Unchanging Truths in Times of Change
Rather than redefine the field to accommodate changing times, Bill Weintraub, one of the
book’s advisory board members and a marketing export who led teams at several CPG
organizations, insists that the basic truths in marketing communication are immutable.
He continues, “Regardless of the economy, new media, changes in culture, etc., I don’t
accept that these superficial changes in the marketing environment are relevant in terms
of how intelligent business practices should be conducted.”

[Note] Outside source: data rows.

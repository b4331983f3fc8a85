//! Configuration loading and management
//!
//! Handles parsing of `.tasktracker/config.json`. The file belongs to the
//! wider tool; the store only reads the value sets it validates against and
//! a few storage knobs. Unknown keys are ignored.

use std::collections::HashSet;
use std::path::Path;
use std::time::Duration;

use serde::{Deserialize, Serialize};
use tracing::warn;

use crate::atomic;
use crate::error::{Error, Result};
use crate::storage::{CONFIG_FILE, DATA_DIR};

/// Main configuration structure
#[derive(Debug, Clone, PartialEq, Eq, Serialize, Deserialize)]
#[serde(rename_all = "camelCase")]
pub struct Config {
    /// Allowed task categories
    #[serde(default = "default_categories")]
    pub task_categories: Vec<String>,

    /// Allowed task statuses
    #[serde(default = "default_statuses")]
    pub task_statuses: Vec<String>,

    /// Allowed priority levels
    #[serde(default = "default_priorities")]
    pub priority_levels: Vec<String>,

    /// Allowed effort estimates
    #[serde(default = "default_efforts")]
    pub effort_estimation: Vec<String>,

    /// Status given to new tasks
    #[serde(default = "default_status")]
    pub default_status: String,

    /// Priority given to new tasks
    #[serde(default = "default_priority")]
    pub default_priority: String,

    /// Category given to new tasks
    #[serde(default = "default_category")]
    pub default_category: String,

    /// Related-file extensions that are refused (without the dot)
    #[serde(default = "default_disallowed_extensions")]
    pub disallowed_file_extensions: Vec<String>,

    /// Freshness window for cached reads, in milliseconds
    #[serde(default = "default_cache_ttl_ms")]
    pub cache_ttl_ms: u64,
}

fn strings(values: &[&str]) -> Vec<String> {
    values.iter().map(|value| value.to_string()).collect()
}

fn default_categories() -> Vec<String> {
    strings(&["feature", "bugfix", "refactor", "docs", "test", "chore"])
}

fn default_statuses() -> Vec<String> {
    strings(&["todo", "in-progress", "review", "done"])
}

fn default_priorities() -> Vec<String> {
    strings(&["p1-critical", "p2-medium", "p3-low"])
}

fn default_efforts() -> Vec<String> {
    strings(&["1-trivial", "2-small", "3-medium", "5-large", "8-xlarge"])
}

fn default_status() -> String {
    "todo".to_string()
}

fn default_priority() -> String {
    "p2-medium".to_string()
}

fn default_category() -> String {
    "feature".to_string()
}

fn default_disallowed_extensions() -> Vec<String> {
    strings(&["exe", "dll", "so", "dylib", "bin", "bat", "cmd", "com"])
}

fn default_cache_ttl_ms() -> u64 {
    5000
}

impl Default for Config {
    fn default() -> Self {
        Self {
            task_categories: default_categories(),
            task_statuses: default_statuses(),
            priority_levels: default_priorities(),
            effort_estimation: default_efforts(),
            default_status: default_status(),
            default_priority: default_priority(),
            default_category: default_category(),
            disallowed_file_extensions: default_disallowed_extensions(),
            cache_ttl_ms: default_cache_ttl_ms(),
        }
    }
}

impl Config {
    /// Load configuration from a `config.json` file
    pub fn load(path: &Path) -> Result<Self> {
        let content = std::fs::read_to_string(path)?;
        let config: Config = serde_json::from_str(&content)
            .map_err(|err| Error::InvalidConfig(format!("{}: {err}", path.display())))?;
        config.validate()?;
        Ok(config)
    }

    /// Load configuration from a project root, or return defaults
    pub fn load_from_root(root: &Path) -> Self {
        let config_path = root.join(DATA_DIR).join(CONFIG_FILE);
        if !config_path.exists() {
            return Self::default();
        }
        match Self::load(&config_path) {
            Ok(config) => config,
            Err(err) => {
                warn!(path = %config_path.display(), error = %err, "ignoring invalid config");
                Self::default()
            }
        }
    }

    /// Save configuration to a file (atomic)
    pub fn save(&self, path: &Path) -> Result<()> {
        let mut content = serde_json::to_vec_pretty(self)?;
        content.push(b'\n');
        atomic::write_atomic(path, &content)
    }

    pub fn cache_ttl(&self) -> Duration {
        Duration::from_millis(self.cache_ttl_ms)
    }

    fn validate(&self) -> Result<()> {
        let categories = validate_set("taskCategories", &self.task_categories)?;
        let statuses = validate_set("taskStatuses", &self.task_statuses)?;
        let priorities = validate_set("priorityLevels", &self.priority_levels)?;
        validate_set("effortEstimation", &self.effort_estimation)?;

        validate_default("defaultStatus", &self.default_status, &statuses, "taskStatuses")?;
        validate_default(
            "defaultPriority",
            &self.default_priority,
            &priorities,
            "priorityLevels",
        )?;
        validate_default(
            "defaultCategory",
            &self.default_category,
            &categories,
            "taskCategories",
        )?;

        for ext in &self.disallowed_file_extensions {
            let trimmed = ext.trim().trim_start_matches('.');
            if trimmed.is_empty() {
                return Err(Error::InvalidConfig(
                    "disallowedFileExtensions cannot include empty entries".to_string(),
                ));
            }
        }

        Ok(())
    }
}

fn validate_set<'a>(field: &str, values: &'a [String]) -> Result<HashSet<&'a str>> {
    if values.is_empty() {
        return Err(Error::InvalidConfig(format!("{field} cannot be empty")));
    }

    let mut seen = HashSet::new();
    for value in values {
        let trimmed = value.trim();
        if trimmed.is_empty() {
            return Err(Error::InvalidConfig(format!(
                "{field} cannot include empty entries"
            )));
        }
        if !seen.insert(trimmed) {
            return Err(Error::InvalidConfig(format!(
                "{field} has duplicate entry '{trimmed}'"
            )));
        }
    }
    Ok(seen)
}

fn validate_default(
    field: &str,
    value: &str,
    allowed: &HashSet<&str>,
    set_name: &str,
) -> Result<()> {
    if allowed.contains(value.trim()) {
        Ok(())
    } else {
        Err(Error::InvalidConfig(format!(
            "{field} '{value}' not in {set_name}"
        )))
    }
}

The Basic Truth: Understand Your Brand
Advisory board member Regina Lewis, a leader in the area of consumer insights says,
“There is a need for brand authenticity. With social media’s power, brands are tasked
with – among other things – achieving perfect transparency.”
Lewis also believes that the basics of successful branding lie with connecting with
consumer values. She sees that ‘uniquely positioning your brand is essential.” But that’s
just the foundation of successful branding; the structure of a successful brand is built on
effective communication.
The Enduring Principles
As you will see in this book, effective advertising and marketing communication are
founded on basic, enduring principles. These principles are central themes in this
textbook:
1. Brand. Build and maintain distinctive brands that your customers love.
2. Position. Identify your competitive advantage in the minds of consumers.
3. Consumer. Focus on consumers and match your brand’s strengths to consumer
needs and wants.
4. Message. Identify your best prospects and engage them in a brand conversation.
5. Media. Know how to best reach and connect with your target audience.
6. Integrate. Know how to connect the dots and make everything in the marketing
communication toolkit work together.
7. Evaluate. Track everything you do so you know what works.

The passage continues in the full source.